Our relationship came at time when I needed it most.  She was someone who I was willing to start peeling back some of my life stuff with in a healthy way.  We both had some life stuff and our relationship was where I began to start looking at my own life in a different way.  Stephanie is part of the Selden's family in Tacoma.  If you know Selden's Furniture, originally in University Place, and now off of I-5 in Fife you know they have been one of the premier places in the area. 

Stephanie was living with her grandparents in a beautiful home that over looked the puget sound and had a view of the Narrow's.  This was all foreign to me. While Stephanie, and really, most of her family, were pretty grounded and great people, that level of wealth was foreign to me. It is not where I came from at all.  Stephanie was not attached to the family business.  She worked her own jobs and was going to school to be in her own career path.  Very much independent in that regard.

We moved in together and rented a house from her cousin off of 12th Street near Tacoma Community College. I have many amazing memories from this time period. She and I showed each other a lot of love that both of us needed and wanted from a partner.  I was still drinking and smoking pot and remember times where it was to much, so that was still there.   It's hard to encapsulate our entire time together in a short writing, just as it was with my time with Cyndi. I can say Stephanie and I had some very memorable times that I still think about.  We had a strong bond, we shared some great trips together, and she is someone who loved me in a way that I needed at the time, and, I did the same for her. 

With that, we also had issues. Some due to my trust issues and some due to hers. We both made mistakes that caused issues to start to crop up. We ended up moving from the house to an apartment not to far away and were navigating our relationship in the best way we knew how at the time. 

This was also a time when I first stepped on a college campus as a student.  Stephanie encouraged me to think about this because of my desire to maybe move beyond my job at Loomis at some point.  I, for the first time in my life I thought, "huh, maybe I could earn a degree?" I took at class at Pierce College for Business Management. 

To wrap this one up to summarize the environment at the time. If memory serves me right Stephanie was in school and working.  She may have started working at Brewery City Pizza by this point and I was still at Loomis. I was seeing my Tyler regularly and me and Cyndi had began co-parenting him.  Cyndi and I started mending our relationship in a way so Tyler could have both his parents in his life. Her and Stephanie got along well and Stephanie was always really good with Tyler. 
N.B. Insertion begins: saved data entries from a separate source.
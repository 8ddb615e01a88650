//! Hex decoding for byte-string input.

use crate::error::HashError;

fn nibble(c: u8, position: usize) -> Result<u8, HashError> {
    match c {
        b'0'..=b'9' => Ok(c - b'0'),
        b'a'..=b'f' => Ok(c - b'a' + 10),
        b'A'..=b'F' => Ok(c - b'A' + 10),
        _ => Err(HashError::InvalidArgument(format!(
            "invalid hex character {:?} at position {position}",
            c as char
        ))),
    }
}

/// Strictly decode a hex string: an even number of hex digits and nothing else.
pub fn decode_hex(hex: &str) -> Result<Vec<u8>, HashError> {
    let raw = hex.as_bytes();
    if raw.len() % 2 != 0 {
        return Err(HashError::InvalidArgument(format!(
            "odd number of hex digits: {}",
            raw.len()
        )));
    }
    raw.chunks_exact(2)
        .enumerate()
        .map(|(i, pair)| -> Result<u8, HashError> {
            Ok(nibble(pair[0], 2 * i)? << 4 | nibble(pair[1], 2 * i + 1)?)
        })
        .collect()
}

/// Decode loosely formatted hex: an optional `0x` prefix and any whitespace
/// between digits are accepted.
pub fn decode_hex_lenient(input: &str) -> Result<Vec<u8>, HashError> {
    let trimmed = input.trim();
    let body = trimmed
        .strip_prefix("0x")
        .or_else(|| trimmed.strip_prefix("0X"))
        .unwrap_or(trimmed);
    let compact: String = body.chars().filter(|c| !c.is_whitespace()).collect();
    decode_hex(&compact)
}

#[cfg(test)]
mod tests {
    use super::*;

    #[test]
    fn decode_mixed_case() {
        assert_eq!(decode_hex("0aFf10").unwrap(), vec![0x0a, 0xff, 0x10]);
    }

    #[test]
    fn decode_empty() {
        assert!(decode_hex("").unwrap().is_empty());
    }

    #[test]
    fn odd_length_rejected() {
        let err = decode_hex("abc").unwrap_err();
        assert!(format!("{err}").contains("odd number"));
    }

    #[test]
    fn bad_character_position_reported() {
        let err = decode_hex("00zz").unwrap_err();
        assert!(format!("{err}").contains("position 2"));
    }

    #[test]
    fn strict_decoder_rejects_whitespace() {
        assert!(decode_hex("0a 0c").is_err());
    }

    #[test]
    fn lenient_accepts_prefix_and_spaces() {
        assert_eq!(
            decode_hex_lenient(" 0x0a0c 0009\n0200 ").unwrap(),
            vec![0x0a, 0x0c, 0x00, 0x09, 0x02, 0x00]
        );
    }
}
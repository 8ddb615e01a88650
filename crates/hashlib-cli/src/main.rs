//! # hashlib CLI entry point
//!
//! Parses command-line arguments, loads the optional configuration file,
//! and dispatches to subcommand handlers.

use std::path::PathBuf;
use std::process::ExitCode;

use clap::{Parser, Subcommand};
use tracing_subscriber::EnvFilter;

use hashlib_cli::check::{run_check, CheckArgs};
use hashlib_cli::config::{CliConfig, Settings};
use hashlib_cli::demo::run_demo;
use hashlib_cli::file::{run_file, FileArgs};
use hashlib_cli::hex::{run_hex, HexArgs};
use hashlib_cli::output::OutputFormat;
use hashlib_cli::text::{run_text, TextArgs};

/// hashlib: SHA-256 digests of text, bytes, and files.
#[derive(Parser, Debug)]
#[command(name = "hashlib", version, about, long_about = None)]
struct Cli {
    /// Enable verbose output. Repeat for more verbosity (-v, -vv, -vvv).
    #[arg(short, long, action = clap::ArgAction::Count, global = true)]
    verbose: u8,

    /// Path to a YAML configuration file.
    #[arg(long, global = true)]
    config: Option<PathBuf>,

    /// Output format.
    #[arg(long, value_enum, global = true)]
    format: Option<OutputFormat>,

    #[command(subcommand)]
    command: Commands,
}

#[derive(Subcommand, Debug)]
enum Commands {
    /// Hash a string.
    Text(TextArgs),

    /// Hash a hex-encoded byte string.
    Hex(HexArgs),

    /// Hash a file, or standard input with `-`.
    File(FileArgs),

    /// Verify a string against an expected digest.
    Check(CheckArgs),

    /// Print a sample digest.
    Demo,
}

fn main() -> ExitCode {
    let cli = Cli::parse();

    let filter = match cli.verbose {
        0 => EnvFilter::new("warn"),
        1 => EnvFilter::new("info"),
        2 => EnvFilter::new("debug"),
        _ => EnvFilter::new("trace"),
    };

    tracing_subscriber::fmt()
        .with_env_filter(filter)
        .with_target(false)
        .with_writer(std::io::stderr)
        .init();

    tracing::debug!(version = env!("CARGO_PKG_VERSION"), "hashlib starting");

    let result = load_settings(&cli).and_then(|settings| {
        tracing::debug!(?settings, "resolved settings");
        match &cli.command {
            Commands::Text(args) => run_text(args, &settings),
            Commands::Hex(args) => run_hex(args, &settings),
            Commands::File(args) => run_file(args, &settings),
            Commands::Check(args) => run_check(args, &settings),
            Commands::Demo => run_demo(&settings),
        }
    });

    match result {
        Ok(code) => ExitCode::from(code),
        Err(e) => {
            tracing::error!("{e:#}");
            ExitCode::from(1)
        }
    }
}

/// Merge the configuration file (if any) with the global flags.
fn load_settings(cli: &Cli) -> anyhow::Result<Settings> {
    let config = match &cli.config {
        Some(path) => CliConfig::load(path)?,
        None => CliConfig::default(),
    };
    Ok(Settings::resolve(&config, cli.format))
}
I, in not a good move at all, at some point along the way, thought it would be good to hang out with Laura and Ron. Yeah, the Laura who I had cheated on Cyndi with, and, the Ron who cheated with her when her and I were together; that is them. Stephanie never wanted any part of this. Really, it was for the drugs for me. I would go over there drink, smoke pot, and do lines of speed.  We almost broke up many times over this behavior.  Writing this and thinking about it, this really plays into my behavior for the time.....self-sabotaging.....much like my mother.

But, we were trying to navigate life at the time.  And again, it was not all bad.  Just like Cyndi and I had great memories, so did Stephanie and I. I went to Disney Land for the first time with Stephanie after my first time in treatment. We drove the coast from Tacoma to Southern California. I proposed to her on that trip and and we became engaged.  No date set, but a commitment that I know was based on a true desire to be married and live our life together. We went on a hot air balloon ride adventure that was an amazing adventure. It certainly wasn't all bad, but, the bad is what caused the break-up in the end. 

It wasn't long after this period where I met crack cocaine for the first time.  I was the guy that said "never me, no way". I would drink my beer and smoke my pot, but I would never do that!  Well, I did do that and it didn't go well at all. 

No picture today because I simply don't have any of this time period really.  I had amassed things, but, lost all of them in a storage unit I couldn't pay for and it all was lost.